Open Wallet Standard v1.0.0
An open standard for local wallet storage, delegated agent access, and policy-gated signing.
Abstract
The Open Wallet Standard (OWS) defines how cryptographic wallets are stored on a local filesystem, how agents and CLI tools access them through a unified interface, and how policy-based controls govern what operations are permitted. Current implementations keep key material encrypted at rest, apply policy checks before signing, and use in-process hardening during decryption and signing.
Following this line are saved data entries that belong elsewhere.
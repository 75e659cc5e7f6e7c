// =============================================================================
// Exponential Moving Average (EMA)
// =============================================================================
//
// EMA gives more weight to recent values than the SMA does.
//
// Formula:
//   k     = 2 / (period + 1)
//   EMA_t = x_t * k + EMA_{t-1} * (1 - k)
//
// The first EMA value is seeded with the SMA of the first `period` values, so
// the output is index-aligned with `calculate_sma` over the same input.
// =============================================================================

use super::stats;

/// Smoothing factor `2 / (period + 1)`.
#[inline]
pub fn smoothing_factor(period: usize) -> f64 {
    2.0 / (period as f64 + 1.0)
}

/// Compute the EMA series for `data` over `period`.
///
/// Output length is `data.len() - period + 1`; element `i` corresponds to
/// input index `i + period - 1`.
///
/// # Edge cases
/// - `period == 0` => empty vec
/// - `data.len() < period` => empty vec
/// - A non-finite input stops the series at the last finite value.
pub fn calculate_ema(data: &[f64], period: usize) -> Vec<f64> {
    if !stats::has_window(data.len(), period) {
        return Vec::new();
    }

    let k = smoothing_factor(period);

    let seed = stats::mean(&data[..period]);
    if !seed.is_finite() {
        return Vec::new();
    }

    let mut result = Vec::with_capacity(stats::window_count(data.len(), period));
    result.push(seed);

    let mut prev = seed;
    for &value in &data[period..] {
        let ema = value * k + prev * (1.0 - k);
        if !ema.is_finite() {
            break;
        }
        result.push(ema);
        prev = ema;
    }

    result
}

/// Most recent EMA value, or `None` on insufficient data.
pub fn current_ema(data: &[f64], period: usize) -> Option<f64> {
    calculate_ema(data, period).last().copied()
}

#[cfg(test)]
mod tests {
    use super::*;
    use crate::indicators::sma::calculate_sma;

    // ---- calculate_ema ---------------------------------------------------

    #[test]
    fn ema_without_a_full_window_is_empty() {
        let cases: [(&[f64], usize); 4] = [
            (&[], 4),
            (&[7.5, 8.0, 8.5], 0),
            (&[7.5, 8.0, 8.5], 4),
            (&[f64::NAN, 1.0], 2),
        ];
        for (data, period) in cases {
            assert!(calculate_ema(data, period).is_empty(), "{data:?} p={period}");
            assert!(current_ema(data, period).is_none());
        }
    }

    #[test]
    fn ema_single_window_is_its_mean() {
        let ema = calculate_ema(&[3.0, 9.0, 0.0, 12.0], 4);
        assert_eq!(ema.len(), 1);
        assert!((ema[0] - 6.0).abs() < 1e-12);
    }

    #[test]
    fn ema_seed_equals_sma_for_mixed_periods() {
        let data: Vec<f64> = (0..64)
            .map(|i| 42.0 + (i as f64 * 0.61).sin() * 3.0 + (i % 5) as f64 * 0.2)
            .collect();
        let sma_len = |p: usize| calculate_sma(&data, p).len();
        for period in [1, 3, 7, 12, 26, 64] {
            let ema = calculate_ema(&data, period);
            let seed = calculate_sma(&data, period)[0];
            assert_eq!(ema.len(), sma_len(period), "period {period}");
            assert!((ema[0] - seed).abs() < 1e-3, "period {period}");
        }
    }

    #[test]
    fn ema_period_one_tracks_input() {
        let data = [5.0, -1.0, 2.5, 2.5, 40.0];
        let ema = calculate_ema(&data, 1);
        assert_eq!(ema.as_slice(), &data);
    }

    #[test]
    fn ema_recurrence() {
        let data = [20.0, 22.0, 21.0, 24.0, 19.0, 23.0, 25.0, 30.0];
        let ema = calculate_ema(&data, 4);
        let k = smoothing_factor(4);
        let mut expected = 21.75;
        assert!((ema[0] - expected).abs() < 1e-10);
        for (i, &x) in data[4..].iter().enumerate() {
            expected = x * k + expected * (1.0 - k);
            assert!((ema[i + 1] - expected).abs() < 1e-10);
        }
    }

    #[test]
    fn ema_stops_at_non_finite_input() {
        let ema = calculate_ema(&[4.0, 6.0, f64::INFINITY, 5.0], 2);
        assert_eq!(ema, vec![5.0]);
    }

    #[test]
    fn ema_lags_a_rising_series() {
        let data: Vec<f64> = (0..30).map(|i| 10.0 + i as f64).collect();
        let ema = calculate_ema(&data, 9);
        for (i, value) in ema.iter().enumerate() {
            assert!(*value < data[i + 8]);
        }
    }
}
As AI agents become first-class participants in blockchain ecosystems — executing trades, paying for services, managing treasuries — they need a standardized, secure way to access wallets locally. Today, every tool rolls its own approach: environment variables with raw private keys, proprietary cloud APIs, bespoke keystore formats. OWS replaces this fragmentation with a single open standard.
Core Types
All types use CAIP identifiers and are defined in TypeScript for clarity. Implementations may use any language.
// === Identifiers ===
/** CAIP-2 chain identifier */
type ChainId = `${string}:${string}`;
// e.g. "eip155:1", "solana:5eykt4UsFv8P8NJdTREpY1vzqKqZKvdp"
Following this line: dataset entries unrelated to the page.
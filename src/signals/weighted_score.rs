// =============================================================================
// Weighted Consensus Scorer — combines classifier outputs into one decision
// =============================================================================

use serde::{Deserialize, Serialize};

use crate::types::Signal;

/// One classifier output fed into the scorer.
#[derive(Debug, Clone, Serialize, Deserialize)]
pub struct SignalInput {
    pub name: String,
    pub weight: f64,
    pub signal: Signal,
}

impl SignalInput {
    pub fn new(name: impl Into<String>, weight: f64, signal: Signal) -> Self {
        Self {
            name: name.into(),
            weight,
            signal,
        }
    }
}

/// The contribution of a single signal to the final score.
#[derive(Debug, Clone, Serialize, Deserialize)]
pub struct SignalContribution {
    pub name: String,
    pub weight: f64,
    pub signal: Signal,
    pub contribution: f64,
}

/// Result of the weighted scoring pipeline.
#[derive(Debug, Clone, Serialize, Deserialize)]
pub struct ScoringResult {
    /// Normalised score in [-1, 1].
    pub total_score: f64,
    pub decision: Signal,
    pub signal_contributions: Vec<SignalContribution>,
}

/// Weighted vote over classifier signals.
///
/// Each input contributes `weight * direction` (Buy +1, Sell -1, Hold 0). The
/// sum is divided by the total absolute weight, so the score stays in [-1, 1]
/// no matter how many inputs are present.
pub struct WeightedScorer {
    /// Minimum absolute score needed to leave Hold.
    pub entry_threshold: f64,
}

impl WeightedScorer {
    pub fn new(entry_threshold: f64) -> Self {
        Self { entry_threshold }
    }

    pub fn score(&self, signals: &[SignalInput]) -> ScoringResult {
        let mut contributions = Vec::with_capacity(signals.len());
        let mut raw_score = 0.0;
        let mut total_weight = 0.0;

        for input in signals {
            let weight = input.weight;
            let contribution = weight * input.signal.direction();

            contributions.push(SignalContribution {
                name: input.name.clone(),
                weight,
                signal: input.signal,
                contribution,
            });

            raw_score += contribution;
            total_weight += weight.abs();
        }

        let total_score = if total_weight > 0.0 {
            raw_score / total_weight
        } else {
            0.0
        };

        let decision = if total_score > self.entry_threshold {
            Signal::Buy
        } else if total_score < -self.entry_threshold {
            Signal::Sell
        } else {
            Signal::Hold
        };

        ScoringResult {
            total_score,
            decision,
            signal_contributions: contributions,
        }
    }
}

impl Default for WeightedScorer {
    fn default() -> Self {
        Self::new(0.15)
    }
}

#[cfg(test)]
mod tests {
    use super::*;

    #[test]
    fn empty_input_holds() {
        let result = WeightedScorer::default().score(&[]);
        assert_eq!(result.decision, Signal::Hold);
        assert_eq!(result.total_score, 0.0);
        assert!(result.signal_contributions.is_empty());
    }

    #[test]
    fn unanimous_buy() {
        let inputs = vec![
            SignalInput::new("rsi", 0.2, Signal::Buy),
            SignalInput::new("macd", 0.7, Signal::Buy),
        ];
        let result = WeightedScorer::default().score(&inputs);
        assert!((result.total_score - 1.0).abs() < 1e-10);
        assert_eq!(result.decision, Signal::Buy);
    }

    #[test]
    fn opposing_equal_weights_cancel() {
        let inputs = vec![
            SignalInput::new("rsi", 0.4, Signal::Buy),
            SignalInput::new("macd", 0.4, Signal::Sell),
        ];
        let result = WeightedScorer::default().score(&inputs);
        assert!(result.total_score.abs() < 1e-10);
        assert_eq!(result.decision, Signal::Hold);
    }

    #[test]
    fn caller_weight_is_used_for_every_name() {
        // (5 - 1) / 6
        let inputs = vec![
            SignalInput::new("rsi", 5.0, Signal::Buy),
            SignalInput::new("custom", 1.0, Signal::Sell),
        ];
        let result = WeightedScorer::default().score(&inputs);
        assert!((result.total_score - 4.0 / 6.0).abs() < 1e-10);
        assert_eq!(result.decision, Signal::Buy);
        assert_eq!(result.signal_contributions[0].weight, 5.0);
        assert!((result.signal_contributions[0].contribution - 5.0).abs() < 1e-12);
        assert!((result.signal_contributions[1].contribution + 1.0).abs() < 1e-12);
    }

    #[test]
    fn hold_inputs_dilute_the_score() {
        let inputs = vec![
            SignalInput::new("cci", 3.0, Signal::Sell),
            SignalInput::new("kdj", 1.0, Signal::Hold),
        ];
        let result = WeightedScorer::default().score(&inputs);
        assert!((result.total_score + 0.75).abs() < 1e-10);
        assert_eq!(result.decision, Signal::Sell);
    }

    #[test]
    fn threshold_gates_weak_consensus() {
        // 0.20 buy vs 0.15 sell + 0.15 hold => 0.05 / 0.50 = 0.1.
        let inputs = vec![
            SignalInput::new("rsi", 0.20, Signal::Buy),
            SignalInput::new("kdj", 0.15, Signal::Sell),
            SignalInput::new("bollinger", 0.15, Signal::Hold),
        ];
        let result = WeightedScorer::default().score(&inputs);
        assert!((result.total_score - 0.1).abs() < 1e-10);
        assert_eq!(result.decision, Signal::Hold);

        let loose = WeightedScorer::new(0.05).score(&inputs);
        assert_eq!(loose.decision, Signal::Buy);
    }

    #[test]
    fn zero_weights_hold() {
        let inputs = vec![
            SignalInput::new("rsi", 0.0, Signal::Buy),
            SignalInput::new("macd", 0.0, Signal::Buy),
        ];
        let result = WeightedScorer::default().score(&inputs);
        assert_eq!(result.total_score, 0.0);
        assert_eq!(result.decision, Signal::Hold);
    }
}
/** CAIP-10 account identifier */
type AccountId = `${ChainId}:${string}`;
// e.g. "eip155:1:0xab16a96d..."
/** Wallet identifier (UUID v4) */
type WalletId = string;
// === Wallet Descriptor ===
interface WalletDescriptor {
id: WalletId;
name: string;
createdAt: string; // ISO 8601
chainType: ChainType;
accounts: AccountDescriptor[];
metadata: Record<string, unknown>;
}
interface AccountDescriptor {
accountId: AccountId; // CAIP-10
address: string; // chain-native
derivationPath: string; // BIP-44 path
chainId: ChainId; // CAIP-2
}
// === API Keys ===
interface ApiKey {
id: string; // UUID v4
name: string; // human-readable label
tokenHash: string; // SHA-256 of raw token
createdAt: string; // ISO 8601
walletIds: WalletId[]; // wallets this key can access
policyIds: string[]; // policies evaluated per request
expiresAt?: string; // optional expiry
}
// === Operations ===
interface SignRequest {
walletId: WalletId;
chainId: ChainId;
transaction: SerializedTransaction;
simulate?: boolean; // default: true
}
interface SignAndSendRequest extends SignRequest {
maxRetries?: number;
confirmations?: number;
}
interface SignMessageRequest {
walletId: WalletId;
chainId: ChainId;
message: string | Uint8Array;
encoding?: "utf8" | "hex";
}
// === Policy ===
interface Policy {
id: string;
name: string;
executable: string; // absolute path to policy executable
config?: Record<string, unknown>; // static config passed to executable
action: "deny" | "warn";
}
interface PolicyContext {
transaction: SerializedTransaction;
chainId: ChainId;
wallet: WalletDescriptor;
simulation?: SimulationResult;
timestamp: string;
apiKeyId: string; // the API key making this request
}
interface PolicyResult {
allow: boolean;
reason?: string;
}
Specification Documents
| Document | Description |
|---|---|
| 01 — Storage Format | Encrypted keystore format, file layout, and vault structure |
| 02 — Signing Interface | The core sign, signAndSend, signMessage, and simulate operations |
| 03 — Policy Engine | Policy types, evaluation, and enforcement model |
| 04 — Agent Access | MCP server, REST API, and SDK interface for agents |
| 05 — Key Isolation | Current in-process hardening, future enclave options, and threat model |
| 06 — Wallet Lifecycle | Creation, import, export, backup, recovery, and migration |
| 07 — Supported Chains | Chain families, CAIP identifiers, derivation paths, RPC endpoints, and asset identification |
License
This specification is released under the MIT License.